In an op-ed today, Elizabeth Warren dismantles an argument put forth by the American Bankers Association, which has argued that separating consumer protection from the kind of regulation designed to keep banks solvent -- through safety and soundness supervision -- presents a threat to the financial system. That's not, however, what they said four years ago:
In 2006, the ABA claimed to act on principle as it railed against an interagency guidance designed to exercise some modest control over subprime mortgages. It criticized the proposal for “combin[ing] safety and soundness guidance with consumer protection guidance, creating confusion that is best addressed by separating them.”
The ABA went on to argue that the “marriage of inconvenience between supervision and consumer protection appears to blur long-established jurisdictional lines.” And then: “ABA recommends that the safety and soundness provisions relating to underwriting and portfolio management be separated from the consumer protection provisions.”
...This 2006 memo illustrates the ABA's real consistency— consistent opposition to meaningful reform.
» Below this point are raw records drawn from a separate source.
use chrono::{DateTime, Utc};
use serde::{Deserialize, Serialize};

pub mod formats;

pub type CharacterId = i64;

#[derive(Debug, Clone, Serialize, Deserialize, PartialEq)]
pub enum CharacterStatus {
    Alive,
    Dead,
    // The API reports this variant in lowercase, unlike the other two.
    #[serde(rename = "unknown")]
    Unknown,
}

impl Default for CharacterStatus {
    fn default() -> Self {
        CharacterStatus::Unknown
    }
}

/// A catalog entry: the remote record plus the locally-owned favorite flag.
///
/// `id` is the sole equality key for lookups and updates; every other field
/// is descriptive data owned by the remote API.
#[derive(Debug, Clone, Serialize, Deserialize, PartialEq)]
pub struct Character {
    pub id: CharacterId,
    pub name: String,
    #[serde(default)]
    pub status: CharacterStatus,
    #[serde(default)]
    pub species: String,
    #[serde(rename = "type", default)]
    pub kind: String,
    #[serde(default)]
    pub gender: String,
    #[serde(default)]
    pub image: String,
    #[serde(default)]
    pub url: String,
    #[serde(default)]
    pub created: Option<DateTime<Utc>>,
    #[serde(default)]
    pub is_favorite: bool,
}
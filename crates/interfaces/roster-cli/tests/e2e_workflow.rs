use axum::http::Uri;
use axum::{body::Body, routing::get, Router};
use roster_cli::commands;
use std::net::SocketAddr;
use std::sync::{Arc, Mutex};

fn generate_page_json(page: u32, last_page: u32) -> String {
    let next = if page < last_page {
        format!("\"http://api.example/character?page={}\"", page + 1)
    } else {
        "null".to_string()
    };
    let id = page as i64;
    format!(
        r#"{{
  "info": {{ "count": {last_page}, "pages": {last_page}, "next": {next}, "prev": null }},
  "results": [
    {{
      "id": {id},
      "name": "Character {id}",
      "status": "Alive",
      "species": "Human",
      "type": "",
      "gender": "Female",
      "image": "http://img.example/{id}.jpeg",
      "url": "http://api.example/character/{id}",
      "created": "2017-11-04T18:48:46.250Z"
    }}
  ]
}}"#
    )
}

async fn start_mock_server(
    calls: Arc<Mutex<Vec<String>>>,
) -> (SocketAddr, tokio::task::JoinHandle<()>) {
    let app = Router::new().route(
        "/api/character",
        get(move |uri: Uri| {
            let calls = calls.clone();
            async move {
                let query = uri.query().unwrap_or_default().to_string();
                calls.lock().unwrap().push(query.clone());
                let page: u32 = query
                    .strip_prefix("page=")
                    .and_then(|p| p.parse().ok())
                    .unwrap_or(1);
                Body::from(generate_page_json(page, 2))
            }
        }),
    );

    let listener = tokio::net::TcpListener::bind("127.0.0.1:0").await.unwrap();
    let addr = listener.local_addr().unwrap();
    let handle = tokio::spawn(async move {
        axum::serve(listener, app).await.unwrap();
    });
    (addr, handle)
}

#[tokio::test(flavor = "multi_thread", worker_threads = 2)]
async fn list_walks_the_cursor_across_pages() {
    let calls = Arc::new(Mutex::new(Vec::new()));
    let (addr, server) = start_mock_server(calls.clone()).await;
    let api = format!("http://{addr}/api/");

    tokio::task::spawn_blocking(move || commands::cmd_list(&api, 2))
        .await
        .unwrap()
        .expect("list should succeed against the mock API");

    assert_eq!(calls.lock().unwrap().as_slice(), ["page=1", "page=2"]);

    server.abort();
}

#[tokio::test(flavor = "multi_thread", worker_threads = 2)]
async fn favorites_marks_and_unmarks_fetched_records() {
    let calls = Arc::new(Mutex::new(Vec::new()));
    let (addr, server) = start_mock_server(calls.clone()).await;
    let api = format!("http://{addr}/api/");

    tokio::task::spawn_blocking(move || {
        commands::cmd_favorites(&api, 2, vec![1, 2], vec![2])
    })
    .await
    .unwrap()
    .expect("favorites should succeed against the mock API");

    assert_eq!(calls.lock().unwrap().len(), 2);

    server.abort();
}
pub mod remote;

pub use remote::{CharacterSource, HttpCharacterSource};

/// High-level error type for remote catalog fetches.
#[derive(Debug, thiserror::Error)]
pub enum FetchError {
    #[error("Request error: {0}")]
    Http(String),
    #[error("Decode error: {0}")]
    Decode(String),
    #[error("Invalid API url: {0}")]
    InvalidUrl(String),
}

pub fn default_http_client() -> anyhow::Result<reqwest::Client> {
    let client = reqwest::Client::builder()
        .user_agent(concat!("roster/", env!("CARGO_PKG_VERSION")))
        .timeout(std::time::Duration::from_secs(30))
        .build()?;
    Ok(client)
}

/// Convenience constructor for the default HTTP source.
pub fn default_source(
    client: reqwest::Client,
    api_url: &str,
) -> Result<HttpCharacterSource, FetchError> {
    HttpCharacterSource::new(client, api_url)
}
use roster_core::CharacterId;

#[derive(Debug, Clone)]
pub enum CatalogCommand {
    // Remote retrieval
    FetchPage(u32),

    // Favorite toggles
    MarkFavorite(CharacterId),
    UnmarkFavorite(CharacterId),
}
use std::sync::Arc;
use tokio::sync::mpsc;
use tracing::{debug, warn};

use roster_client::CharacterSource;
use roster_core::Character;

use crate::app_core::{CatalogCommand, CatalogEvent, CatalogStore};

/// The dispatchable surface of the catalog: commands go in, the store holds
/// the state, async fetch completions come back through `tick`.
pub struct CatalogKernel<S> {
    pub store: CatalogStore,
    source: Arc<S>,

    tx: mpsc::Sender<CatalogEvent>,
    rx: mpsc::Receiver<CatalogEvent>,
}

impl<S> CatalogKernel<S>
where
    S: CharacterSource + 'static,
{
    pub fn new(store: CatalogStore, source: S) -> Self {
        let (tx, rx) = mpsc::channel(100);
        Self {
            store,
            source: Arc::new(source),
            tx,
            rx,
        }
    }

    pub fn dispatch(&mut self, cmd: CatalogCommand) {
        match cmd {
            CatalogCommand::FetchPage(page) => {
                // Loading must be observable before the request resolves.
                self.store.apply(CatalogEvent::FetchStarted);

                let tx = self.tx.clone();
                let source = self.source.clone();
                let spawn_res = std::thread::Builder::new()
                    .name("roster-fetch-page".into())
                    .spawn(move || {
                        let rt = match crate::async_runtime::runtime() {
                            Ok(rt) => rt,
                            Err(e) => {
                                warn!(page, error = %e, "failed to start async runtime");
                                let _ = tx.blocking_send(CatalogEvent::FetchFailed);
                                return;
                            }
                        };

                        match rt.block_on(source.fetch_page(page)) {
                            Ok(batch) => {
                                let characters: Vec<Character> =
                                    batch.results.into_iter().map(Character::from).collect();
                                debug!(page, count = characters.len(), "page loaded");
                                let _ = tx.blocking_send(CatalogEvent::PageLoaded {
                                    page,
                                    characters,
                                });
                            }
                            Err(e) => {
                                // The state keeps only the failure flag; the
                                // message survives here.
                                warn!(page, error = %e, "page fetch failed");
                                let _ = tx.blocking_send(CatalogEvent::FetchFailed);
                            }
                        }
                    });

                if let Err(e) = spawn_res {
                    warn!(page, error = %e, "failed to start fetch worker thread");
                    self.store.apply(CatalogEvent::FetchFailed);
                }
            }

            CatalogCommand::MarkFavorite(id) => {
                self.store.apply(CatalogEvent::FavoriteMarked(id));
            }

            CatalogCommand::UnmarkFavorite(id) => {
                self.store.apply(CatalogEvent::FavoriteUnmarked(id));
            }
        }
    }

    /// Call this from the host loop/tick to fold in async fetch completions.
    pub fn tick(&mut self) {
        while let Ok(ev) = self.rx.try_recv() {
            self.store.apply(ev);
        }
    }
}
Yup. Warren goes on to explain that the ABA is mainly interested in stopping consumer protections because, by their logic, predatory behavior is necessary for banks to profit. I don't think that's true or desirable; while banks may see some profit loss under a new consumer-protection regime, ultimately they can make a profit with sustainable loans. We don't need an industry designed to trick us out of our wealth. Ultimately, the only conflict between consumer protection and prudential regulation isn't philosophical -- it's structural. An independent agency would make sure that there are clear lines of responsibility.